» EXERCISE REQUIREMENTS: Retype, word for word, every line of the records below starting at the one that contains "pub struct MotorTrace" and ending at the one that contains "text.lines()"; include both of those lines and nothing more.

(Saved data entries)
..........
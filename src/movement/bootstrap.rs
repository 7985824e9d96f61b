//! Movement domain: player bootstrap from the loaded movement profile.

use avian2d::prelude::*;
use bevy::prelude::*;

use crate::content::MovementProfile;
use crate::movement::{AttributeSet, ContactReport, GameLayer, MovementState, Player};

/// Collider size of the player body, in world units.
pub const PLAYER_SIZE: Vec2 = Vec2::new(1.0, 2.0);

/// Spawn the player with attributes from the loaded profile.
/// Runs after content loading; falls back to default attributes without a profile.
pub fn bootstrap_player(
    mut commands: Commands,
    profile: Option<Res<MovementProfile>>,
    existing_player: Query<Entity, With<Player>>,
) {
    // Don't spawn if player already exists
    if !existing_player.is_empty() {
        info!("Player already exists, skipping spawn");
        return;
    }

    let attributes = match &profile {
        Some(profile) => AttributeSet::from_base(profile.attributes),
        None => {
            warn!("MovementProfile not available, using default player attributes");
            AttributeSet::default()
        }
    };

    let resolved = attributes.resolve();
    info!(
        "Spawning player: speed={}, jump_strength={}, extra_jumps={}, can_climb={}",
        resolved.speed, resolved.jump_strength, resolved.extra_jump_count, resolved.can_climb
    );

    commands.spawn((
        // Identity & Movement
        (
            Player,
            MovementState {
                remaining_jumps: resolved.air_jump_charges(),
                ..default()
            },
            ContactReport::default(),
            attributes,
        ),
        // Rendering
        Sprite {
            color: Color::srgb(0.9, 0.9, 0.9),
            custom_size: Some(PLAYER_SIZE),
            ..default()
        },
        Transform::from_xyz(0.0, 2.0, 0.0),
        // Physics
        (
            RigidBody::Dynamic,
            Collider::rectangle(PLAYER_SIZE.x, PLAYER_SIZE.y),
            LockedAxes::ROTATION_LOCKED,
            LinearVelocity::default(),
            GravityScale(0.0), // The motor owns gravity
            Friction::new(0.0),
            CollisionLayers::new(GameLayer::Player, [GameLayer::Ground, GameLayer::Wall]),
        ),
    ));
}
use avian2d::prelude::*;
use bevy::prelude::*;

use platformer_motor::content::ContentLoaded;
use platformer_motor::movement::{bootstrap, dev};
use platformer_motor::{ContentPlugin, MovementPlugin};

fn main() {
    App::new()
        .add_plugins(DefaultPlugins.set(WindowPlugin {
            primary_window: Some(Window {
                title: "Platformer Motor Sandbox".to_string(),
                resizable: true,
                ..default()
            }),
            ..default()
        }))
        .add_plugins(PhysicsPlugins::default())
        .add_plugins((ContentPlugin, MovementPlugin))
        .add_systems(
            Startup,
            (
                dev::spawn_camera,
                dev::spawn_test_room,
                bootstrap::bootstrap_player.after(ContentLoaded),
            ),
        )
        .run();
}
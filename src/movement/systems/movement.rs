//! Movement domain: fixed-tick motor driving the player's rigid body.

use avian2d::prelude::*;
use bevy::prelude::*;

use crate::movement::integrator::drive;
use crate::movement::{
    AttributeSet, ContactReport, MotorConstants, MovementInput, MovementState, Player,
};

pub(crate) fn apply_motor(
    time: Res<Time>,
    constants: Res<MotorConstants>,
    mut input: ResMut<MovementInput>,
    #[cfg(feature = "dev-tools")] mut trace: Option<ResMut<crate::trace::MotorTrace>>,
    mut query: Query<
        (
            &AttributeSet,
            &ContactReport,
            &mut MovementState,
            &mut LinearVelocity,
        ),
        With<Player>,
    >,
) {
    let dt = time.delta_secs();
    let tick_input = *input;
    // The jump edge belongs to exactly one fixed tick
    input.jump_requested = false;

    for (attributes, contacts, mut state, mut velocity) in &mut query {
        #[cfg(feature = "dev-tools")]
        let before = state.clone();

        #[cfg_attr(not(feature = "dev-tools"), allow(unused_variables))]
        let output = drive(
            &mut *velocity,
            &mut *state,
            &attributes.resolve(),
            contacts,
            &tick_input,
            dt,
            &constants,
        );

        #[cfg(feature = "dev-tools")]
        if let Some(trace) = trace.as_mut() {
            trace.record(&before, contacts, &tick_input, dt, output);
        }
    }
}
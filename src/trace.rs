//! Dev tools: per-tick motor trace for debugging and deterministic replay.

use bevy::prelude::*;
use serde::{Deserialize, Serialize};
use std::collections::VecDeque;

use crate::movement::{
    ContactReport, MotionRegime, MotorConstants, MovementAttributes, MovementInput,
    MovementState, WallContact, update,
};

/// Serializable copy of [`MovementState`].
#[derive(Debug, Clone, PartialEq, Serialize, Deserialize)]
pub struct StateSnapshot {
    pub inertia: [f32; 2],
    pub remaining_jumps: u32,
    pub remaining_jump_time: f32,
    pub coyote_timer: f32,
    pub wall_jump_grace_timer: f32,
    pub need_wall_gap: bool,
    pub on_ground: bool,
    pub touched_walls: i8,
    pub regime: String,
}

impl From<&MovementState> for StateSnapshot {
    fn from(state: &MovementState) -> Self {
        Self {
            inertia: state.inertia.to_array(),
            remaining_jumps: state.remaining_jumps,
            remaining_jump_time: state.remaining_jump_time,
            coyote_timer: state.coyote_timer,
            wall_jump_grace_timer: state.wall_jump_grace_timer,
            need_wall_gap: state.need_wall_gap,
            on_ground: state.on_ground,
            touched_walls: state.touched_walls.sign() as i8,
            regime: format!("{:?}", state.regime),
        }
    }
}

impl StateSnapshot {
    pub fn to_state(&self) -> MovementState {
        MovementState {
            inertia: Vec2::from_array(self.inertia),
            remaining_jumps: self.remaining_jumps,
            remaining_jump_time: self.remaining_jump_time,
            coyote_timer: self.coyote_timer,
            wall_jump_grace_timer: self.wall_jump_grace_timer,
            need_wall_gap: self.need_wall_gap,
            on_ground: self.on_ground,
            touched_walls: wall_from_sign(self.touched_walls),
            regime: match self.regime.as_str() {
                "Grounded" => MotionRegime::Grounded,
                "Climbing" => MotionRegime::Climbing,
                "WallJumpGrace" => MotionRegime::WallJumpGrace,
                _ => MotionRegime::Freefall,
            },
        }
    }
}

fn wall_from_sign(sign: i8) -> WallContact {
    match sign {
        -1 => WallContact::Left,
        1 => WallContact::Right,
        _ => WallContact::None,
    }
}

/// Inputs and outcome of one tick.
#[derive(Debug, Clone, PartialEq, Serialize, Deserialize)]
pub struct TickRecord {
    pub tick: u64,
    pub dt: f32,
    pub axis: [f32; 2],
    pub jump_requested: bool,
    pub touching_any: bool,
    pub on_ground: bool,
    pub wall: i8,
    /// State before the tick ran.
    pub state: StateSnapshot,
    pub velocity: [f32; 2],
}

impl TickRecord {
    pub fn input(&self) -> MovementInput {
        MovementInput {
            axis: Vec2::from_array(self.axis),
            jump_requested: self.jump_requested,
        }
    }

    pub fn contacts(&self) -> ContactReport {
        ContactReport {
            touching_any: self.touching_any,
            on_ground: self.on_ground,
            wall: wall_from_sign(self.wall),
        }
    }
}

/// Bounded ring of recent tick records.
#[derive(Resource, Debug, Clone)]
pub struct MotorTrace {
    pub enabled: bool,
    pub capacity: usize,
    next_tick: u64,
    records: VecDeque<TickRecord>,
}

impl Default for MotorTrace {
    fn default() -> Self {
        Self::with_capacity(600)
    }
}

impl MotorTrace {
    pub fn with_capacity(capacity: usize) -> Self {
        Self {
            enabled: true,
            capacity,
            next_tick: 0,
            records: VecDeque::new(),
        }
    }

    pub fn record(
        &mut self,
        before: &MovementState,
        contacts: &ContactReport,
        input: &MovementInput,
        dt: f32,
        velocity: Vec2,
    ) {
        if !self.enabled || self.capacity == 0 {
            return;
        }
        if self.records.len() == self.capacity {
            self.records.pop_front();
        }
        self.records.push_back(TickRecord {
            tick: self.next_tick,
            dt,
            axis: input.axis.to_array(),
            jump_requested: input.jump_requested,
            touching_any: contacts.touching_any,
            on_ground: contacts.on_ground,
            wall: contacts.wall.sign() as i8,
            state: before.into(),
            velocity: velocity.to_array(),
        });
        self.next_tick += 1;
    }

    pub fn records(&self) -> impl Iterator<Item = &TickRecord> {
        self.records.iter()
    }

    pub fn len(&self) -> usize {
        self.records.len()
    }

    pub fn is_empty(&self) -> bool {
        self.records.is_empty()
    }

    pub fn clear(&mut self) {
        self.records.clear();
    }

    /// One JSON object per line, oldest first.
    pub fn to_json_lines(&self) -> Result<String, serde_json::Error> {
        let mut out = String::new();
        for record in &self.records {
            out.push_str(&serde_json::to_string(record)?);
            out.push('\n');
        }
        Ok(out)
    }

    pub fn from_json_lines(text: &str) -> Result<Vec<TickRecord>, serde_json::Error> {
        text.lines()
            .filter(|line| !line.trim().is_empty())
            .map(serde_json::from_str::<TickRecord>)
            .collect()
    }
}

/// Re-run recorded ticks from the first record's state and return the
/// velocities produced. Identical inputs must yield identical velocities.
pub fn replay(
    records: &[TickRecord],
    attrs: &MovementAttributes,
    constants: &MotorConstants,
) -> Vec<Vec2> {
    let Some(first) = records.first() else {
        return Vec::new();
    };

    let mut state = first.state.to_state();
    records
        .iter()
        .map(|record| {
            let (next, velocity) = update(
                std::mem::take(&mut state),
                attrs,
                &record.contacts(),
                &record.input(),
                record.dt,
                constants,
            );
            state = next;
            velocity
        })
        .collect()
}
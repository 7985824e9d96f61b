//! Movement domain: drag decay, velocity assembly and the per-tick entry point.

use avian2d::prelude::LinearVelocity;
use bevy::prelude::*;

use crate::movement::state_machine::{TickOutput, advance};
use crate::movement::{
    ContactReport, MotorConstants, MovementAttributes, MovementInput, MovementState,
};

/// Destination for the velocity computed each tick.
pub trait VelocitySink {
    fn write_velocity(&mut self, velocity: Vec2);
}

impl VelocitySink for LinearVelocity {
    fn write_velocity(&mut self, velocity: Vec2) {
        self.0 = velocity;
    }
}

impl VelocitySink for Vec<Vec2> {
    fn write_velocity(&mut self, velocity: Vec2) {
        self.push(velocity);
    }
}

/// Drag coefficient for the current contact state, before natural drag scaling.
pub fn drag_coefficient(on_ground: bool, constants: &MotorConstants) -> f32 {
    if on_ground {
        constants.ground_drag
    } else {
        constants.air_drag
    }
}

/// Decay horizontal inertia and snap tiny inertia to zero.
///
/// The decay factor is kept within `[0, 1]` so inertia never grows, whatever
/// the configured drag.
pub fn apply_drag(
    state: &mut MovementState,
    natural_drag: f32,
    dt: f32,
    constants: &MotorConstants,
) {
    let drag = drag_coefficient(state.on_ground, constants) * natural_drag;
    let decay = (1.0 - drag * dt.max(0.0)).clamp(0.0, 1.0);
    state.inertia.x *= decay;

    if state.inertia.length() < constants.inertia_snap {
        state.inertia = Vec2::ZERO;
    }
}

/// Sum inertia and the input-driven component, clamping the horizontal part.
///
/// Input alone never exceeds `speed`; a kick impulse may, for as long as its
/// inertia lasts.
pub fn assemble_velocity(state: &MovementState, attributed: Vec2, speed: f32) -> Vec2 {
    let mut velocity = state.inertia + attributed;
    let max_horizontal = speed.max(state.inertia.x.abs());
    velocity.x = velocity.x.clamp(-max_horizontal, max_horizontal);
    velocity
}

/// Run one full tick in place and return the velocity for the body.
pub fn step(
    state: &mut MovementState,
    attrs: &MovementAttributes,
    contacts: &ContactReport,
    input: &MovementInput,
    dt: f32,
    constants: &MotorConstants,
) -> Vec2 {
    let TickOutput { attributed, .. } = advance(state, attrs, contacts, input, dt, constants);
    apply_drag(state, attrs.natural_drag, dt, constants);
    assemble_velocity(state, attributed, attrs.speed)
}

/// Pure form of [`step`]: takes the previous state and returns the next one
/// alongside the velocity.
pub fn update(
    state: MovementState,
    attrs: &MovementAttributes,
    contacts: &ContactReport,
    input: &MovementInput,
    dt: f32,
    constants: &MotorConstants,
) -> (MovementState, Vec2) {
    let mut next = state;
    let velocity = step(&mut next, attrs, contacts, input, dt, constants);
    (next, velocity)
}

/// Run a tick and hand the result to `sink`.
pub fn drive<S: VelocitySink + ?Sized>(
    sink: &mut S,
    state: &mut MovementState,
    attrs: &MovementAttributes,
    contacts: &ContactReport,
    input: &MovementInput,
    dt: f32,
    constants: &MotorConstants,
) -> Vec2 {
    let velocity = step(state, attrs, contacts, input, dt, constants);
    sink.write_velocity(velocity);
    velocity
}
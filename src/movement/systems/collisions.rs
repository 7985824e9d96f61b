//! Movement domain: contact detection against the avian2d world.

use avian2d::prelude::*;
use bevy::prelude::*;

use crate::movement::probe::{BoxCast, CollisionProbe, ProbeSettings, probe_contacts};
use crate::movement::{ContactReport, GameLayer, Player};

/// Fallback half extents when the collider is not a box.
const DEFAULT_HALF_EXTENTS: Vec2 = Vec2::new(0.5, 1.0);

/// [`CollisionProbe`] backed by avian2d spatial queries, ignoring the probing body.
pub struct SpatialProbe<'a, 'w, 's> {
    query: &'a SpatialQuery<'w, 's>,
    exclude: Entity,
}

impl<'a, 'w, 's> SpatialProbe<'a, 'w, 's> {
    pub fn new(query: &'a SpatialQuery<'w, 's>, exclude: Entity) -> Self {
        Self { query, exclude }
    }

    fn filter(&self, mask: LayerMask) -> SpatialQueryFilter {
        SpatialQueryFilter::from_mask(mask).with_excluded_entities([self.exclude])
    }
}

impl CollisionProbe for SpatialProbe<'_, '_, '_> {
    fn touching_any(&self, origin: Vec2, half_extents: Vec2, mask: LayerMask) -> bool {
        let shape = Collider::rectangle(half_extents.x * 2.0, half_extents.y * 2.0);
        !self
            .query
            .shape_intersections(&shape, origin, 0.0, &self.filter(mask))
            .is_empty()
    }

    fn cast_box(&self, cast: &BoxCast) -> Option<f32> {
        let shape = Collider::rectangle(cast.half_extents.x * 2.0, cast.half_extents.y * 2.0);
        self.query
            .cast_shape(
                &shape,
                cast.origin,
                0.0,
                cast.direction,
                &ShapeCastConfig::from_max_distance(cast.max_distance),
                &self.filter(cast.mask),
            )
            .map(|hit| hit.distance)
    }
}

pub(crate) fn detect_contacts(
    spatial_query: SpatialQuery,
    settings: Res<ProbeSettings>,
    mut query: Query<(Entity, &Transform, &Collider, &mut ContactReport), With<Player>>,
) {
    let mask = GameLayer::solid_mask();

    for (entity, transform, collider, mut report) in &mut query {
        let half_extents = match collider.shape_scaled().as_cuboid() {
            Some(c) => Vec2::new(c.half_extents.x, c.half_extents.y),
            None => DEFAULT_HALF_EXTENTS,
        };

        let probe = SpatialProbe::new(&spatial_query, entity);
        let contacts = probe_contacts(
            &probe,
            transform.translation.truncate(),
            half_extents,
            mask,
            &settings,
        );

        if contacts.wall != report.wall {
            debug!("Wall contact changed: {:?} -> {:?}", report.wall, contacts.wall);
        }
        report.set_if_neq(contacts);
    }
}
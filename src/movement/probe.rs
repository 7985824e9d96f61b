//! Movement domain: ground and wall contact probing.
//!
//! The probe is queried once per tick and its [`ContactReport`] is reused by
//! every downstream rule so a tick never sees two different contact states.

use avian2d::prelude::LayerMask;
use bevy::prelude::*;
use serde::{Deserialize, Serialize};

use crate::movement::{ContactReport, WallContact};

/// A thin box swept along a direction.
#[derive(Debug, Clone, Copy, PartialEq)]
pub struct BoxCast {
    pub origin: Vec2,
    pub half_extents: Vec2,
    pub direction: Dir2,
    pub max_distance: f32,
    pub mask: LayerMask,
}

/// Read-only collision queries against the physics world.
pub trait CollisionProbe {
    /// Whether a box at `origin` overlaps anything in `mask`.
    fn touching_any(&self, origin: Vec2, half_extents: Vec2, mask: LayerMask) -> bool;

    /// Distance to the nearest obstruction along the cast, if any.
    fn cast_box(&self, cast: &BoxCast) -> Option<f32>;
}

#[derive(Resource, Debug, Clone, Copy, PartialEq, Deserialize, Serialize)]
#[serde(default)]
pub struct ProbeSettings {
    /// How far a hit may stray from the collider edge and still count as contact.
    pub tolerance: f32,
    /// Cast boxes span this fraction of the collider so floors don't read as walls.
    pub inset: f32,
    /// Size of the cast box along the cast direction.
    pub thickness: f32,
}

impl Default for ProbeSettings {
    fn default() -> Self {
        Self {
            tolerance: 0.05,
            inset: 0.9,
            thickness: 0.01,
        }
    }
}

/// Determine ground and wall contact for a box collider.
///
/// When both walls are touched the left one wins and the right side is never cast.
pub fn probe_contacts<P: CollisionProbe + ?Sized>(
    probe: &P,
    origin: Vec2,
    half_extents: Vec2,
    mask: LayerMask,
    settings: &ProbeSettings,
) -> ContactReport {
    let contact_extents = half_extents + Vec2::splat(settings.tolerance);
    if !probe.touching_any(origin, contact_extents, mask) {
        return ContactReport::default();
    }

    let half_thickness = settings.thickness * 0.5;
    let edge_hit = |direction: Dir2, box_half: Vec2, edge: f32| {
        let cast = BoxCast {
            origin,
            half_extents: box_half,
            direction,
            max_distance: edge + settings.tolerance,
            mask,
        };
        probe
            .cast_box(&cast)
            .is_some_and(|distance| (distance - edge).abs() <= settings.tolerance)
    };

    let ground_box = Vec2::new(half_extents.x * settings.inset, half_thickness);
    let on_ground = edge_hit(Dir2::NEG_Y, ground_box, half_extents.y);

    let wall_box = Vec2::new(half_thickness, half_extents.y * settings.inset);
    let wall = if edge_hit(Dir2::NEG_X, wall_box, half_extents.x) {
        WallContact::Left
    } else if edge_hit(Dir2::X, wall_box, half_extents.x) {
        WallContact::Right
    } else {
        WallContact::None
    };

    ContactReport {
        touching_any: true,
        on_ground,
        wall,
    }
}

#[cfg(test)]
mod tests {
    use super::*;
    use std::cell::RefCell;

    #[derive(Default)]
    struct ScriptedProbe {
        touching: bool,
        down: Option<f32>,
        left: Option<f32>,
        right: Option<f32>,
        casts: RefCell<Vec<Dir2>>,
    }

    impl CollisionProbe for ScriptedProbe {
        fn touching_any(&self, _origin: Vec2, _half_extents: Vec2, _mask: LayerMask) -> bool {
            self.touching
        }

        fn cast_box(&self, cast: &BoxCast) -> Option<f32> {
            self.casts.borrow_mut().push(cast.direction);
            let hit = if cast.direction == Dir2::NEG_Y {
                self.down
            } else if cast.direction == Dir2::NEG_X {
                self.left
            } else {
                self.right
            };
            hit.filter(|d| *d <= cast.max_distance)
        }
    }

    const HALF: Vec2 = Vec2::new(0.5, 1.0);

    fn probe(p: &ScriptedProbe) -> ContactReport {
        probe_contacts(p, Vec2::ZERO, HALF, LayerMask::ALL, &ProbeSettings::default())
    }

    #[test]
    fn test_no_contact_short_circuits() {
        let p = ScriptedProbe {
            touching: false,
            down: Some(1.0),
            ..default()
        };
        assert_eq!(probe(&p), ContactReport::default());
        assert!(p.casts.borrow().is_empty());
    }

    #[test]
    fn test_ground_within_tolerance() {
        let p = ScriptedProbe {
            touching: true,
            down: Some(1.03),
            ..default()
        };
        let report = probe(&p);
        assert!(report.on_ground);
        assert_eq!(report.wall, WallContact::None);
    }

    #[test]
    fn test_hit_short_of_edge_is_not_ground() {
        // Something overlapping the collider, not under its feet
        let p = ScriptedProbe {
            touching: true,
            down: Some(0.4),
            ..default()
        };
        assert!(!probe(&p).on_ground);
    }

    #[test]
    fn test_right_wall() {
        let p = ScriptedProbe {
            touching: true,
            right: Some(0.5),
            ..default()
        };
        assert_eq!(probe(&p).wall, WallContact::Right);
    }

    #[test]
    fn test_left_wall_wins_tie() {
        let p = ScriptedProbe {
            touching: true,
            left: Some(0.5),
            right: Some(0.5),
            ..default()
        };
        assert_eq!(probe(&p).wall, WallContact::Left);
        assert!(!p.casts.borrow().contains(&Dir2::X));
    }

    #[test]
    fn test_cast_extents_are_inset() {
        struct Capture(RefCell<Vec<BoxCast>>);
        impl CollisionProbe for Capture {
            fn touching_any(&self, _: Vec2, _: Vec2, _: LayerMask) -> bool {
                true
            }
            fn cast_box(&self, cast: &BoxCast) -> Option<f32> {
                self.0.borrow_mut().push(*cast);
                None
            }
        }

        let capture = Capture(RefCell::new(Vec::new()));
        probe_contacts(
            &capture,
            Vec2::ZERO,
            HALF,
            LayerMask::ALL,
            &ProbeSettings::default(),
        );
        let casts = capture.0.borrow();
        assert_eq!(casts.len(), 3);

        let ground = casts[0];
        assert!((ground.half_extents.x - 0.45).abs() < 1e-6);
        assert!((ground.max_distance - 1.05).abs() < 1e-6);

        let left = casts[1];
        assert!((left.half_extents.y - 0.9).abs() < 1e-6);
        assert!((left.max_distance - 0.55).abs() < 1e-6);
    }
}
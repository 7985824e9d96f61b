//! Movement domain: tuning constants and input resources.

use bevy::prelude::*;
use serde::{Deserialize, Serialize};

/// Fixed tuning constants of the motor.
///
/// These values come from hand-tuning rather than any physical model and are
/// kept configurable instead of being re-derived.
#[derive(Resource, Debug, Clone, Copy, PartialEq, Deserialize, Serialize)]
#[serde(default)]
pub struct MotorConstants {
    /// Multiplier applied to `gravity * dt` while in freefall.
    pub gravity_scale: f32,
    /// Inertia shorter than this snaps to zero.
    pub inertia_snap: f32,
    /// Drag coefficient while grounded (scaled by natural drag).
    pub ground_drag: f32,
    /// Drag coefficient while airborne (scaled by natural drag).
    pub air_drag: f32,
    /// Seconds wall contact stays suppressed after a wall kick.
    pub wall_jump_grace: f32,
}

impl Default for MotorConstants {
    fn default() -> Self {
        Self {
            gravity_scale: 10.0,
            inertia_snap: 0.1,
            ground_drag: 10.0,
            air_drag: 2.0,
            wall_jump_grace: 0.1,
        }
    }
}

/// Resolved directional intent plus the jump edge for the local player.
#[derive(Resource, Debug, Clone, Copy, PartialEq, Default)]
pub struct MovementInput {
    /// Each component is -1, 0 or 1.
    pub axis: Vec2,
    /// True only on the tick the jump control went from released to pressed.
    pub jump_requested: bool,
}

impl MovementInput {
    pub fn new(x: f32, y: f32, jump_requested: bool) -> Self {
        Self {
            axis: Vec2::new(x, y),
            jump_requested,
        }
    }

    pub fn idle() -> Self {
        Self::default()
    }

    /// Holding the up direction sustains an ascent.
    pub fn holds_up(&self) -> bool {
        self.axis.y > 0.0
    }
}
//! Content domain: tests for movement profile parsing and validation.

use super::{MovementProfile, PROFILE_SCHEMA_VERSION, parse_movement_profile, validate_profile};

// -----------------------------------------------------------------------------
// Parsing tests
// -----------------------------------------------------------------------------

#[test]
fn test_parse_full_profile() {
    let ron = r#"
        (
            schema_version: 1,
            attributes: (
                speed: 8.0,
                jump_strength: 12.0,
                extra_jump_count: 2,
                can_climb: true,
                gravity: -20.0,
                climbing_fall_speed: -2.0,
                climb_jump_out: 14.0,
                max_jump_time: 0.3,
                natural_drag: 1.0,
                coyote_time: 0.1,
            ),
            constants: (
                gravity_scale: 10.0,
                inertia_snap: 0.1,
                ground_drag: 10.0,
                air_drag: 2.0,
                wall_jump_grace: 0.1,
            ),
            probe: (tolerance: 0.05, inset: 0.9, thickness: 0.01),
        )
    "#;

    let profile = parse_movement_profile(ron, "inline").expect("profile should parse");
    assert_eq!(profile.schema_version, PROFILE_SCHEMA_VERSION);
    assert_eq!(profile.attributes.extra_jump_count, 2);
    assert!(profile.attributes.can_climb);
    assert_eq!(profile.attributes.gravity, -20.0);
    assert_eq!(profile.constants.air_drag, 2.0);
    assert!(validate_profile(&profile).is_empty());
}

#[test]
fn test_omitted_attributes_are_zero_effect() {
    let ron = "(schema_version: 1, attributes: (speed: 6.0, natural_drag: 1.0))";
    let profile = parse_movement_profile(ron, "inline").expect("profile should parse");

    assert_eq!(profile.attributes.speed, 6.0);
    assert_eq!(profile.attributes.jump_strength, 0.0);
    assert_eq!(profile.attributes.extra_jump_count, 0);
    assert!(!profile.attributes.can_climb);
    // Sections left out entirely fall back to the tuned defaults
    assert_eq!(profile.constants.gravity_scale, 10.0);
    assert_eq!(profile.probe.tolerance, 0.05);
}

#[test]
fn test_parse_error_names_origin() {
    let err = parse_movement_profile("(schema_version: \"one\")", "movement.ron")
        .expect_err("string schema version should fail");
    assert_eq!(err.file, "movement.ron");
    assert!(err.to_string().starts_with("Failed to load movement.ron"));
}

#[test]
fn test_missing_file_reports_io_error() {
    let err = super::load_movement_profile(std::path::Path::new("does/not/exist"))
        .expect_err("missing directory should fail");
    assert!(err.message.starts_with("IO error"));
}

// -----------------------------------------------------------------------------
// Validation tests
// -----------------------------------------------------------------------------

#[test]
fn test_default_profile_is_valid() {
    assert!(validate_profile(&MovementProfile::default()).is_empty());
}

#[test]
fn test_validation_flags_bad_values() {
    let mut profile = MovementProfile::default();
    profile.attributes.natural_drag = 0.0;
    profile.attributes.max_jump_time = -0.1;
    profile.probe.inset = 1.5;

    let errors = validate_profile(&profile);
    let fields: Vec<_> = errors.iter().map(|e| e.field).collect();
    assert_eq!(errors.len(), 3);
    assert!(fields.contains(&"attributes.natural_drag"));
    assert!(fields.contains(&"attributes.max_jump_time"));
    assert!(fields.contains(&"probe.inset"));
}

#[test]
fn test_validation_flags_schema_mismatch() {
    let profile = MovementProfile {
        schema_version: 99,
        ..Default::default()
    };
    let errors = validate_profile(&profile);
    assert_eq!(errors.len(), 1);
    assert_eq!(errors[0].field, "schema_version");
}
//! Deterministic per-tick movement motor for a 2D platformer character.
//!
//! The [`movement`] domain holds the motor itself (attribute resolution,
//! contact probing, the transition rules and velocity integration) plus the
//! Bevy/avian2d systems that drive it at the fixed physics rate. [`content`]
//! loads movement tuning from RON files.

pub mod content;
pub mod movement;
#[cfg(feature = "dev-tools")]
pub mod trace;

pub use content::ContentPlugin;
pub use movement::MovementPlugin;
..........
» EXERCISE OUTPUT:
pub struct MotorTrace {
    pub enabled: bool,
    pub capacity: usize,
    next_tick: u64,
    records: VecDeque<TickRecord>,
}

impl Default for MotorTrace {
    fn default() -> Self {
        Self::with_capacity(600)
    }
}

impl MotorTrace {
    pub fn with_capacity(capacity: usize) -> Self {
        Self {
            enabled: true,
            capacity,
            next_tick: 0,
            records: VecDeque::new(),
        }
    }

    pub fn record(
        &mut self,
        before: &MovementState,
        contacts: &ContactReport,
        input: &MovementInput,
        dt: f32,
        velocity: Vec2,
    ) {
        if !self.enabled || self.capacity == 0 {
            return;
        }
        if self.records.len() == self.capacity {
            self.records.pop_front();
        }
        self.records.push_back(TickRecord {
            tick: self.next_tick,
            dt,
            axis: input.axis.to_array(),
            jump_requested: input.jump_requested,
            touching_any: contacts.touching_any,
            on_ground: contacts.on_ground,
            wall: contacts.wall.sign() as i8,
            state: before.into(),
            velocity: velocity.to_array(),
        });
        self.next_tick += 1;
    }

    pub fn records(&self) -> impl Iterator<Item = &TickRecord> {
        self.records.iter()
    }

    pub fn len(&self) -> usize {
        self.records.len()
    }

    pub fn is_empty(&self) -> bool {
        self.records.is_empty()
    }

    pub fn clear(&mut self) {
        self.records.clear();
    }

    /// One JSON object per line, oldest first.
    pub fn to_json_lines(&self) -> Result<String, serde_json::Error> {
        let mut out = String::new();
        for record in &self.records {
            out.push_str(&serde_json::to_string(record)?);
            out.push('\n');
        }
        Ok(out)
    }

    pub fn from_json_lines(text: &str) -> Result<Vec<TickRecord>, serde_json::Error> {
        text.lines()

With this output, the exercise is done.